I think I have now suffered 1 bug too many and its now time to start shouting which has been a very passive opinion about this overpriced system.

I have been using this system for approx. 12 months now and today
I went to do a quote and all I have had for the last half hour on 2 browsers is a stupid spinning wheel!


I have also tried to access the sites support and thats bugging out too,

Deco is a bag of stress sometimes , especially when you are trying do a quote on a saturday and cannot even get support.

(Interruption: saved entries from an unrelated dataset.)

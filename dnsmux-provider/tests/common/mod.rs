//! Shared test helpers and fixtures

#![allow(dead_code)]

use std::collections::{BTreeMap, BTreeSet};
use std::sync::Arc;

use dnsmux_provider::{
    GroupDetail, ManualClock, MockProvider, Page, RecordEntry, Result, Zone,
};

/// Assert `Option` is `Some` and unwrap the inner value (fail the test otherwise).
#[macro_export]
macro_rules! require_some {
    ($expr:expr $(,)?) => {{
        let opt = $expr;
        assert!(opt.is_some(), "expected Some(..), got None");
        let Some(val) = opt else {
            return;
        };
        val
    }};
    ($expr:expr, $($msg:tt)+) => {{
        let opt = $expr;
        assert!(opt.is_some(), "{}", format_args!($($msg)+));
        let Some(val) = opt else {
            return;
        };
        val
    }};
}

/// Assert `Result` is `Ok` and unwrap the inner value (fail the test otherwise).
#[macro_export]
macro_rules! require_ok {
    ($expr:expr $(,)?) => {{
        let res = $expr;
        assert!(res.is_ok(), "expected Ok(..), got {res:?}");
        let Ok(val) = res else {
            return;
        };
        val
    }};
    ($expr:expr, $($msg:tt)+) => {{
        let res = $expr;
        assert!(
            res.is_ok(),
            "{}: {res:?}",
            format_args!($($msg)+)
        );
        let Ok(val) = res else {
            return;
        };
        val
    }};
}

pub const ZONE: &str = "example.io.";

/// An A row with a TTL.
pub fn a_row(name: &str, ttl: u32, address: &str) -> RecordEntry {
    RecordEntry::new(name, 1, vec![address.to_string()]).with_ttl(ttl)
}

/// Pages served by index; every page but the last links to the next.
pub fn paged<T: Clone>(pages: Vec<Vec<T>>) -> impl FnMut(Option<usize>) -> Result<Page<T, usize>> {
    move |token| {
        let index = token.unwrap_or(0);
        let next = (index + 1 < pages.len()).then_some(index + 1);
        Ok(Page::new(pages[index].clone(), next))
    }
}

pub fn europe() -> GroupDetail {
    GroupDetail {
        name: "europe".to_string(),
        regions: BTreeMap::from([
            (
                "Western Europe".to_string(),
                BTreeSet::from(["DE".to_string(), "FR".to_string()]),
            ),
            (
                "Northern Europe".to_string(),
                BTreeSet::from(["SE".to_string()]),
            ),
        ]),
    }
}

/// A mock on a manual clock with one empty zone.
pub fn mock_with_zone(max_page_size: usize) -> (MockProvider, Zone, Arc<ManualClock>) {
    let clock = Arc::new(ManualClock::at_epoch());
    let provider = MockProvider::builder()
        .max_page_size(max_page_size)
        .clock(clock.clone())
        .build();
    let zone = provider.add_zone(Zone::new(ZONE));
    (provider, zone, clock)
}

I have had weekly bugs with this software and its sad because I have put about a years hard work into tailoring the products to suit my needs , To make things worst the uk ralawise catalouge is half done as many of the products That deco have supplied for them have the back view missing and have to be re fixed , Also there are allot of ralawise products that are not even in deco catalogue so I have had to enter them manually myself which has been very time consuming, on average including bugs a quote can take up to 30 minutes if the product is not in deco catalogue. 

Another thing :

When you are doing a big customer quote ( which may take up to an hour, the last thing you need are the following errors:

A slow buggy quote page,As the more products you add the slower the system gets and errors start occurring.

Sometimes when you override a price it changes back on its own , Or your quote will not save due to a system error


dont get me wrong guys I love the whole concept and the software is great when it works ,and as much as I have been tempted to cancel sometimes due to the constant bugs, the pros of this software make you bare and grit in hope that things will only get better eventually.

but I do I feel some hard truth needs to be known about deco because I have had daily issues with this software and I don't have the time to make daily support tickets so I guess its all coming out today.

COME ON DECO :

Fix up guys , $149 per month is a lot of money for such buggy software that comes with some very basic templates and £950 for a more than basic looking web template is a bit much considering you are charging such a high monthly fee..


----------



## hbapparel (Jan 16, 2012)

I agree. I have tried 4 separate times over 2 years to use deco, hoping changes have been made. Truth is, it is not ready for prime time. And after all these years, not sure it ever will be.


----------



## headfirst (Jun 29, 2011)

brianrudie said:


> Fix up guys , $149 per month is a lot of money for such buggy software that comes with some very basic templates and £950 for a more than basic looking web template is a bit much considering you are charging such a high monthly fee..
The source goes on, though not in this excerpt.